I had the same problem when doing benchmarks with small block sizes (<8k) to 
RBDs. These settings seemed to fix the problem for me.

sudo ceph tell osd.* injectargs '--filestore_merge_threshold 40'
sudo ceph tell osd.* injectargs '--filestore_split_multiple 8'

After you apply the settings give it a few minutes to shuffle the data around.

-----Original Message-----
From: ceph-users [mailto:ceph-users-boun...@lists.ceph.com] On Behalf Of 
Somnath Roy
Sent: Monday, May 11, 2015 3:21 AM
To: Nikola Ciprich
Cc: ceph-users; n...@linuxbox.cz
Subject: Re: [ceph-users] very different performance on two volumes in the same 
pool #2

Nik,
If you increase num_jobs  beyond 4 , is it helping further ?  Try 8 or so.
Yeah,  libsoft* is definitely consuming some cpu cycles , but I don't know how 
to resolve that.
Also, acpi_processor_ffh_cstate_enter popped up and consuming lot of cpu. Try 
disabling cstate and run cpu in maximum performance mode , this may give you 
some boost.

Thanks & Regards
Somnath

-----Original Message-----
From: Nikola Ciprich [mailto:nikola.cipr...@linuxbox.cz] 
Sent: Sunday, May 10, 2015 11:32 PM
To: Somnath Roy
Cc: ceph-users; n...@linuxbox.cz
Subject: Re: [ceph-users] very different performance on two volumes in the same 
pool #2

On Mon, May 11, 2015 at 06:07:21AM +0000, Somnath Roy wrote:
> Yes, you need to run fio clients on a separate box, it will take quite a bit 
> of cpu.
> Stopping OSDs on other nodes, rebalancing will start.
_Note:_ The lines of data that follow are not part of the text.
//! HTTP surface for the document analysis service.
//!
//! - `GET /health` – Liveness check; always answers `200` with a fixed status body.
//! - `POST /documents/analyze` – Accepts `{ "content", "section"?, "title"? }` and returns
//!   `{ section, title, summary, key_points }` with exactly four key points.
//!
//! Invalid requests get a `400` envelope and never reach the engine. Unexpected failures while
//! producing a result are reported as `500` with the failure text.

use crate::analysis::{
    AnalysisApi, AnalysisError, AnalysisRequest, AnalysisResult, ErrorEnvelope, HealthStatus,
};
use axum::{
    Json, Router,
    body::Bytes,
    extract::{DefaultBodyLimit, State},
    http::StatusCode,
    response::{IntoResponse, Response},
    routing::{get, post},
};
use std::sync::Arc;

/// Build the HTTP router exposing the analysis API surface.
///
/// `body_limit` caps request bodies in bytes. Size it from `Config::max_body_bytes` so that any
/// document within the character limit reaches the engine instead of being rejected with `413`.
pub fn create_router<S>(service: Arc<S>, body_limit: usize) -> Router
where
    S: AnalysisApi + 'static,
{
    Router::new()
        .route("/health", get(health))
        .route("/documents/analyze", post(analyze_document::<S>))
        .layer(DefaultBodyLimit::max(body_limit))
        .with_state(service)
}

/// Report that the server is up. Inspects no state.
async fn health() -> Json<HealthStatus> {
    Json(HealthStatus::healthy())
}

/// Validate the body, run the analysis and wrap the result.
///
/// The body is read raw so that an absent body, malformed JSON and a non-object payload all map
/// to the same client error instead of Axum's default rejections.
async fn analyze_document<S>(
    State(service): State<Arc<S>>,
    body: Bytes,
) -> Result<Json<AnalysisResult>, AppError>
where
    S: AnalysisApi,
{
    let request = AnalysisRequest::from_body(&body).map_err(AnalysisError::from)?;
    let result = service.analyze(request).await?;
    tracing::info!(
        section = %result.section,
        title = %result.title,
        key_points = result.key_points.len(),
        "Analysis request completed"
    );
    Ok(Json(result))
}

struct AppError(AnalysisError);

impl IntoResponse for AppError {
    fn into_response(self) -> Response {
        match self.0 {
            AnalysisError::Client(error) => {
                tracing::debug!(error = %error, "Rejected analysis request");
                (StatusCode::BAD_REQUEST, Json(error.envelope())).into_response()
            }
            AnalysisError::Internal(message) => {
                tracing::error!(error = %message, "Error analyzing document");
                let envelope = ErrorEnvelope {
                    error: "Internal server error".into(),
                    message,
                };
                (StatusCode::INTERNAL_SERVER_ERROR, Json(envelope)).into_response()
            }
        }
    }
}

impl From<AnalysisError> for AppError {
    fn from(inner: AnalysisError) -> Self {
        Self(inner)
    }
}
Have you waited cluster 
> to go for active + clean state ? If you are running while rebalancing is 
> going on , the performance will be impacted.
I set noout, so there was no rebalancing, I forgot to mention that..


> 
> ~110%  cpu util seems pretty low. Try to run fio_rbd with more num_jobs (say 
> 3 or 4 or more), io_depth =64 is fine and see if it improves performance or 
> not.
ok, increasing jobs to 4 seems to squeeze a bit more from the cluster, about 
43.3K iops..

OSD cpu util jumps to ~300% on both alive nodes, so there seems to be still a 
bit of reserves.. 

> Also, since you have 3 OSDs (3 nodes?), I would suggest to tweak the 
> following settings
> 
> osd_op_num_threads_per_shard
> osd_op_num_shards
> 
> May be (1,10 / 1,15 / 2, 10 ?).

tried all those combinations, but it doesn't make almost any difference..

do you think I could get more then those 43k?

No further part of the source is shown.